The estimate by the Congressional Budget Office and the Joint Committee on Taxation was on the impact of the bill passed by the Republican Congress in 2015 and vetoed by President Barack Obama last January. The analysis was conducted at the request of Senate Democrats.
“The number of people who are uninsured would increase by 18 million in the first new plan year following enactment of the bill,” said the report. That increase could reach 32 million in 2026.
At the same time, CBO and JCT estimate, premiums for those who purchased coverage in the individual insurance market would increase by 20 to 25 percent in the first year, “and premiums would about double by 2026.”

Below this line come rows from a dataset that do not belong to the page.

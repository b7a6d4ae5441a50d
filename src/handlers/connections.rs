//! # Connections API Handlers
//!
//! Lists the supported providers and the caller's provider credentials, and
//! removes credentials. Responses never carry token material.

use axum::{
    extract::{Path, State},
    http::StatusCode,
    response::Json,
};
use serde::Serialize;
use utoipa::ToSchema;

use crate::auth::{OperatorAuth, UserHeader, UserId};
use crate::connectors::ProviderMetadata;
use crate::error::{ApiError, not_found};
use crate::handlers::connect::parse_provider;
use crate::server::AppState;
use crate::vault::ConnectionSummary;

#[derive(Debug, Serialize, ToSchema)]
pub struct ProvidersResponse {
    pub providers: Vec<ProviderMetadata>,
}

#[derive(Debug, Serialize, ToSchema)]
pub struct ConnectionsResponse {
    pub connections: Vec<ConnectionSummary>,
}

/// List the providers a user can connect
#[utoipa::path(
    get,
    path = "/providers",
    responses(
        (status = 200, description = "Supported providers", body = ProvidersResponse)
    ),
    tag = "connections"
)]
pub async fn list_providers(State(state): State<AppState>) -> Json<ProvidersResponse> {
    let providers = state
        .registry
        .providers()
        .into_iter()
        .map(ProviderMetadata::for_provider)
        .collect();
    Json(ProvidersResponse { providers })
}

/// List connected providers for the calling user
#[utoipa::path(
    get,
    path = "/connections",
    security(("bearer_auth" = [])),
    params(UserHeader),
    responses(
        (status = 200, description = "Connected providers", body = ConnectionsResponse),
        (status = 400, description = "Missing or invalid X-User-Id", body = ApiError),
        (status = 401, description = "Missing or invalid authorization token", body = ApiError)
    ),
    tag = "connections"
)]
pub async fn list_connections(
    State(state): State<AppState>,
    _operator_auth: OperatorAuth,
    UserId(user_id): UserId,
) -> Result<Json<ConnectionsResponse>, ApiError> {
    let connections = state.vault.list_connected(user_id).await?;
    Ok(Json(ConnectionsResponse { connections }))
}

/// Disconnect a provider, deleting the stored credential
#[utoipa::path(
    delete,
    path = "/connections/{provider}",
    security(("bearer_auth" = [])),
    params(
        ("provider" = String, Path, description = "Provider slug"),
        UserHeader
    ),
    responses(
        (status = 204, description = "Credential deleted"),
        (status = 401, description = "Missing or invalid authorization token", body = ApiError),
        (status = 404, description = "Provider unknown or not connected", body = ApiError)
    ),
    tag = "connections"
)]
pub async fn delete_connection(
    State(state): State<AppState>,
    _operator_auth: OperatorAuth,
    UserId(user_id): UserId,
    Path(provider): Path<String>,
) -> Result<StatusCode, ApiError> {
    let provider = parse_provider(&provider)?;

    if !state.vault.delete(user_id, provider).await? {
        return Err(not_found(&format!("{} is not connected", provider)));
    }

    tracing::info!(%user_id, provider = %provider, "Provider disconnected");
    Ok(StatusCode::NO_CONTENT)
}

Republicans called last year’s bill a “dress rehearsal” for what they might try this year, because it was a “budget reconciliation” bill that needs only 51 votes to pass in the Senate and cannot be filibustered. Last week the House and Senate passed a budget resolution instructing specific committees to begin work on dismantling the health law, using the same budget reconciliation process.
Only items that directly impact the federal budget can be included in such a bill, however. That meant last year’s legislation would have repealed most of the ACA taxes that help fund the health law’s programs, the penalty for individuals who don’t have coverage and the tax subsidies for people to purchase coverage, as well as the funding to expand the Medicaid program. But it could not change the health law’s regulation of the insurance market, including the provision requiring insurers to sell to people with pre-existing health conditions.

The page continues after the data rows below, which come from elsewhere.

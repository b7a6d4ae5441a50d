//! Google Drive connector
//!
//! Lists files modified inside the look-back window. Each modification is its
//! own activity: the source id pairs the file id with its `modifiedTime`, so a
//! file edited again later produces a new row.

use std::sync::Arc;

use async_trait::async_trait;
use chrono::{DateTime, SecondsFormat, Utc};
use serde::Deserialize;
use serde_json::json;
use url::Url;
use uuid::Uuid;

use crate::connectors::metadata::{DOCUMENT_DEFAULT_MINUTES, GOOGLE_DRIVE_SCOPES};
use crate::connectors::{ActivityConnector, ConnectorContext, ConnectorError, RawEvent, google};
use crate::models::{ActivityType, Provider};
use crate::oauth::GoogleOAuthClient;

const FILE_FIELDS: &str = "files(id,name,mimeType,modifiedTime,webViewLink)";

#[derive(Debug, Deserialize)]
struct FileList {
    #[serde(default)]
    files: Vec<DriveFile>,
}

#[derive(Debug, Deserialize)]
#[serde(rename_all = "camelCase")]
struct DriveFile {
    id: String,
    name: Option<String>,
    mime_type: Option<String>,
    /// Kept verbatim; it is part of the dedup key
    modified_time: Option<String>,
    web_view_link: Option<String>,
}

impl DriveFile {
    fn source_id(&self) -> String {
        format!("{}:{}", self.id, self.modified_time.as_deref().unwrap_or(""))
    }
}

pub struct GoogleDriveConnector {
    ctx: ConnectorContext,
    oauth: Arc<GoogleOAuthClient>,
    api_base: String,
}

impl GoogleDriveConnector {
    pub fn new(ctx: ConnectorContext, oauth: Arc<GoogleOAuthClient>, api_base: &str) -> Self {
        Self {
            ctx,
            oauth,
            api_base: api_base.trim_end_matches('/').to_string(),
        }
    }

    async fn list_files(
        &self,
        access_token: &str,
        since: DateTime<Utc>,
    ) -> Result<Vec<DriveFile>, ConnectorError> {
        let url = format!("{}/files", self.api_base);
        let query = format!(
            "modifiedTime > '{}' and trashed = false",
            since.to_rfc3339_opts(SecondsFormat::Secs, true)
        );
        let page_size = self.ctx.page_size.to_string();
        let request = self.ctx.http_client.get(&url).query(&[
            ("q", query.as_str()),
            ("orderBy", "modifiedTime desc"),
            ("pageSize", page_size.as_str()),
            ("fields", FILE_FIELDS),
        ]);

        let response = google::send(Provider::GoogleDrive, request, access_token).await?;
        let list: FileList = google::json(Provider::GoogleDrive, response).await?;
        Ok(list.files)
    }
}

fn map_file(user_id: Uuid, file: DriveFile) -> Result<RawEvent, ConnectorError> {
    let modified = file.modified_time.as_deref().ok_or_else(|| {
        ConnectorError::ValidationFailure {
            provider: Provider::GoogleDrive,
            details: format!("file {} has no modifiedTime", file.id),
        }
    })?;
    let occurred_at = DateTime::parse_from_rfc3339(modified)
        .map_err(|e| ConnectorError::ValidationFailure {
            provider: Provider::GoogleDrive,
            details: format!("file {} modifiedTime '{}': {}", file.id, modified, e),
        })?
        .with_timezone(&Utc);

    let name = file
        .name
        .clone()
        .filter(|n| !n.trim().is_empty())
        .unwrap_or_else(|| "Untitled document".to_string());

    Ok(RawEvent {
        user_id,
        provider: Provider::GoogleDrive,
        activity_type: ActivityType::Document,
        occurred_at,
        duration_minutes: Some(DOCUMENT_DEFAULT_MINUTES),
        subject: Some(name.clone()),
        description: Some(format!("Document edited: {}", name)),
        source_id: file.source_id(),
        metadata: json!({
            "file_id": file.id,
            "mime_type": file.mime_type,
            "web_view_link": file.web_view_link,
        }),
    })
}

#[async_trait]
impl ActivityConnector for GoogleDriveConnector {
    fn provider(&self) -> Provider {
        Provider::GoogleDrive
    }

    fn scopes(&self) -> &'static [&'static str] {
        GOOGLE_DRIVE_SCOPES
    }

    fn auth_url(&self, _user_id: Uuid, state: &str) -> Url {
        self.oauth
            .authorize_url(Provider::GoogleDrive, GOOGLE_DRIVE_SCOPES, state)
    }

    #[tracing::instrument(skip(self), fields(provider = "google_drive"))]
    async fn fetch_recent(
        &self,
        user_id: Uuid,
        since: DateTime<Utc>,
    ) -> Result<Vec<RawEvent>, ConnectorError> {
        let access_token = self.ctx.access_token(user_id, Provider::GoogleDrive).await?;

        let files = self.list_files(&access_token, since).await?;
        let keyed: Vec<(String, DriveFile)> = files.into_iter().map(|f| (f.source_id(), f)).collect();
        let fresh = self
            .ctx
            .retain_new(user_id, Provider::GoogleDrive, keyed, |(key, _)| key.as_str())
            .await?;

        let mut events = Vec::with_capacity(fresh.len());
        for (key, file) in fresh {
            match map_file(user_id, file) {
                Ok(event) => events.push(event),
                Err(error) => {
                    tracing::warn!(%user_id, source_id = %key, error = %error, "Skipping drive file");
                }
            }
        }

        tracing::debug!(%user_id, count = events.len(), "Fetched edited documents");
        Ok(events)
    }
}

The result, said CBO, would have been fewer healthy people purchasing coverage, which would leave the insurance pool with higher percentage of sick enrollees and drive premiums up. Insurers, according to the report, would likely stop offering coverage in the individual insurance market.
“CBO and JCT estimate that about half of the nation’s population lives in areas that would have no insurer participating in the nongroup market in the first year after the repeal of the marketplace subsidies took effect,” said the report. And that would rise to “about three-quarters of the population by 2026.”

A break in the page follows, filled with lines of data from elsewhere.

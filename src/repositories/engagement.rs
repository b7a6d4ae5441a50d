//! # Engagement Repository
//!
//! Read model of a user's active engagements joined with their client.

use std::sync::Arc;

use sea_orm::{ColumnTrait, DatabaseConnection, DbErr, EntityTrait, QueryFilter, QueryOrder};
use uuid::Uuid;

use crate::models::client::Entity as Client;
use crate::models::engagement::{Column, Entity, STATUS_ACTIVE};

/// Engagement fields the suggestion matcher scores against
#[derive(Debug, Clone, PartialEq, Eq)]
pub struct EngagementCandidate {
    pub id: Uuid,
    pub name: String,
    pub description: Option<String>,
    pub client_name: String,
    pub client_company_name: Option<String>,
    pub hourly_rate_cents: i64,
}

#[derive(Clone)]
pub struct EngagementRepository {
    db: Arc<DatabaseConnection>,
}

impl EngagementRepository {
    pub fn new(db: Arc<DatabaseConnection>) -> Self {
        Self { db }
    }

    /// Active engagements in ascending id order
    pub async fn list_active_candidates(
        &self,
        user_id: Uuid,
    ) -> Result<Vec<EngagementCandidate>, DbErr> {
        let rows = Entity::find()
            .find_also_related(Client)
            .filter(Column::UserId.eq(user_id))
            .filter(Column::Status.eq(STATUS_ACTIVE))
            .order_by_asc(Column::Id)
            .all(&*self.db)
            .await?;

        Ok(rows
            .into_iter()
            .map(|(engagement, client)| {
                let (client_name, client_company_name) = client
                    .map(|c| (c.name, c.company_name))
                    .unwrap_or_default();
                EngagementCandidate {
                    id: engagement.id,
                    name: engagement.name,
                    description: engagement.description,
                    client_name,
                    client_company_name,
                    hourly_rate_cents: engagement.hourly_rate_cents,
                }
            })
            .collect())
    }
}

Democrats were quick to pounce on the estimate as evidence that Republicans are on a dangerous path.
“Repeal and delayed replacement is repeal,” outgoing Health and Human Services Secretary Sylvia Burwell told reporters at a briefing. “CBO has just stated with analytics and real numbers what happens during that interim period” when part of the law is taken away and part remains.
“Today’s CBO report is a clear repudiation of the Republicans’ misguided plan to repeal the Affordable Care Act,” said Rep. Richard Neal, D-Mass., the ranking Democrat on the House Ways and Means Committee.
Republicans cautioned, however, that last year’s bill might not be a good reflection of what will happen in the coming weeks and months.
“The CBO can’t score the replacement because it hasn’t been drafted,” wrote GOP health policy analyst Avik Roy in Forbes. “But its estimates of the impact of (last year’s bill) are largely meaningless without consideration of what the GOP’s replacement will look like.”
“It’s pretty clear that forcing people to buy insurance does not work,” said Rep. Kevin Brady, R-Texas, chairman of the Ways and Means Committee. “Republicans are taking steps to establish a robust health care marketplace based on innovation, competition, and choice—an important fact today’s report fails to consider.”
This story was updated to add Rep. Brady’s statement when it came out.